Introduction Clinicians’ knowledge and practice may directly affect patients’ diagnostic pathway. An Endomysial antibody (EMA) has a>90% positive predictive value for coeliac disease. Furthermore NICE have recommended that patients with suspected coeliac disease should have an endoscopy and biopsy within 6 weeks. This should serve to reduce the temptation by the patient to start a Gluten free diet (GFD). We aimed to determine GI Consultant practice by assessing their ‘grading’ for patients referred from primary care with a positive EMA. In addition, we sought to determine Gastroenterologists’ views about coeliac disease.

Method Data regarding time to diagnostic endoscopy was collected from adult patients who had a positive EMA test in primary care from 2 centres (n=151). As a comparator cohort, we collected data regarding the time from symptom presentation in primary care to index endoscopy in adults referred with suspected IBD (n=92). In addition, an unselected cohort of Gastroenterology consultants and specialist registrars (n=50) completed a questionnaire regarding coeliac disease.

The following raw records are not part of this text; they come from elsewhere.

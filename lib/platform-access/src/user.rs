//! User record and related structures.
//!
//! A user is identified by their verified email address. The internal `id`
//! and `created_at` are assigned once, on the first successful login, and are
//! never changed by later logins.

use chrono::{DateTime, Utc};
use mesika_sso_core::UserId;
use serde::{Deserialize, Serialize};

use crate::provider::ProviderProfile;

/// Role given to every user created through single sign-on.
pub const DEFAULT_ROLE: &str = "user";

/// Normalizes an email address for storage and comparison.
///
/// Addresses differing only by case or surrounding whitespace map to the
/// same record.
#[must_use]
pub fn normalize_email(email: &str) -> String {
    email.trim().to_lowercase()
}

/// A locally persisted user of the gateway.
#[derive(Debug, Clone, PartialEq, Eq, Serialize, Deserialize)]
pub struct User {
    /// Internal user ID.
    id: UserId,
    /// Normalized email address; the natural key for reconciliation.
    email: String,
    /// Display name from the provider profile.
    display_name: String,
    /// Provider-stable subject identifier.
    provider_subject_id: String,
    /// Application role.
    role: String,
    /// When the user last completed a login.
    last_login_at: DateTime<Utc>,
    /// When the user record was created.
    created_at: DateTime<Utc>,
    /// When the user record was last updated.
    updated_at: DateTime<Utc>,
}

impl User {
    /// Creates a candidate record for a login happening now.
    ///
    /// The generated `id` is only kept if no record exists for the email yet.
    #[must_use]
    pub fn new(email: &str, display_name: String, provider_subject_id: String) -> Self {
        let now = Utc::now();
        Self {
            id: UserId::new(),
            email: normalize_email(email),
            display_name,
            provider_subject_id,
            role: DEFAULT_ROLE.to_string(),
            last_login_at: now,
            created_at: now,
            updated_at: now,
        }
    }

    /// Builds the login candidate for an authorized provider profile.
    #[must_use]
    pub fn from_profile(profile: &ProviderProfile) -> Self {
        Self::new(
            &profile.email,
            profile.display_name.clone(),
            profile.subject_id.clone(),
        )
    }

    /// Creates a user with all fields specified.
    ///
    /// Use this when reconstituting a user from storage.
    #[must_use]
    #[expect(clippy::too_many_arguments)]
    pub fn with_all_fields(
        id: UserId,
        email: String,
        display_name: String,
        provider_subject_id: String,
        role: String,
        last_login_at: DateTime<Utc>,
        created_at: DateTime<Utc>,
        updated_at: DateTime<Utc>,
    ) -> Self {
        Self {
            id,
            email,
            display_name,
            provider_subject_id,
            role,
            last_login_at,
            created_at,
            updated_at,
        }
    }

    /// Returns the user's internal ID.
    #[must_use]
    pub fn id(&self) -> UserId {
        self.id
    }

    /// Returns the normalized email address.
    #[must_use]
    pub fn email(&self) -> &str {
        &self.email
    }

    /// Returns the display name.
    #[must_use]
    pub fn display_name(&self) -> &str {
        &self.display_name
    }

    /// Returns the provider subject identifier.
    #[must_use]
    pub fn provider_subject_id(&self) -> &str {
        &self.provider_subject_id
    }

    /// Returns the application role.
    #[must_use]
    pub fn role(&self) -> &str {
        &self.role
    }

    /// Returns when the user last logged in.
    #[must_use]
    pub fn last_login_at(&self) -> DateTime<Utc> {
        self.last_login_at
    }

    /// Returns when the user was created.
    #[must_use]
    pub fn created_at(&self) -> DateTime<Utc> {
        self.created_at
    }

    /// Returns when the user was last updated.
    #[must_use]
    pub fn updated_at(&self) -> DateTime<Utc> {
        self.updated_at
    }

    /// Applies a login candidate to this existing record.
    ///
    /// `id`, `email` and `created_at` are kept; everything the provider
    /// reports is overwritten.
    pub fn apply_login(&mut self, candidate: &User) {
        self.display_name = candidate.display_name.clone();
        self.provider_subject_id = candidate.provider_subject_id.clone();
        self.role = candidate.role.clone();
        self.last_login_at = candidate.last_login_at;
        self.updated_at = candidate.updated_at;
    }
}

#[cfg(test)]
mod tests {
    use super::*;

    #[test]
    fn new_user_is_normalized_with_default_role() {
        let user = User::new(
            "  Alice@Mesika.ORG ",
            "Alice".to_string(),
            "sub-1".to_string(),
        );

        assert_eq!(user.email(), "alice@mesika.org");
        assert_eq!(user.role(), DEFAULT_ROLE);
        assert!(user.id().to_string().starts_with("usr_"));
        assert_eq!(user.created_at(), user.updated_at());
        assert_eq!(user.created_at(), user.last_login_at());
    }

    #[test]
    fn apply_login_preserves_identity() {
        let created = Utc::now() - chrono::Duration::days(30);
        let mut existing = User::with_all_fields(
            UserId::new(),
            "alice@mesika.org".to_string(),
            "Old Name".to_string(),
            "old-sub".to_string(),
            "admin".to_string(),
            created,
            created,
            created,
        );
        let original_id = existing.id();

        let candidate = User::new("alice@mesika.org", "Alice".to_string(), "sub-2".to_string());
        existing.apply_login(&candidate);

        assert_eq!(existing.id(), original_id);
        assert_eq!(existing.created_at(), created);
        assert_eq!(existing.display_name(), "Alice");
        assert_eq!(existing.provider_subject_id(), "sub-2");
        assert_eq!(existing.role(), DEFAULT_ROLE);
        assert_eq!(existing.last_login_at(), candidate.last_login_at());
        assert!(existing.updated_at() > created);
    }

    #[test]
    fn from_profile_copies_claims() {
        let profile = ProviderProfile {
            subject_id: "1234".to_string(),
            email: "Bob@mesika.org".to_string(),
            email_verified: true,
            display_name: "Bob".to_string(),
            hosted_domain: Some("mesika.org".to_string()),
        };

        let user = User::from_profile(&profile);
        assert_eq!(user.email(), "bob@mesika.org");
        assert_eq!(user.display_name(), "Bob");
        assert_eq!(user.provider_subject_id(), "1234");
    }
}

Results The median time from positive EMA identified in primary care to referral for diagnostic endoscopy was 23 (12-35) days; the time from referral to endoscopy was 55 (26-90) days. Overall, coeliac patients waited significantly longer from referral to endoscopy than patients who were diagnosed with IBD (34.5 [18-70] days; p=0.006). Overall time from EMA positive blood test to endoscopy was 78 (58-120) days.

32% (16) of Gastroenterologists failed to identify that coeliac disease was more prevalent in the adult population than IBD. 16% (8) of respondents felt that a diagnosis of coeliac disease does not significantly impact patient quality of life. 36% (18) felt that doctors were not required for the adequate management of coeliac disease.

Conclusion There are delays in diagnosis for patients with coeliac disease. This may impact treatment intensification and thus patient related outcomes. Our data suggest that provider-related beliefs may contribute to clinical inertia in this condition. We advocate enhancing both undergraduate and postgraduate training about coeliac disease to help reduce this effect.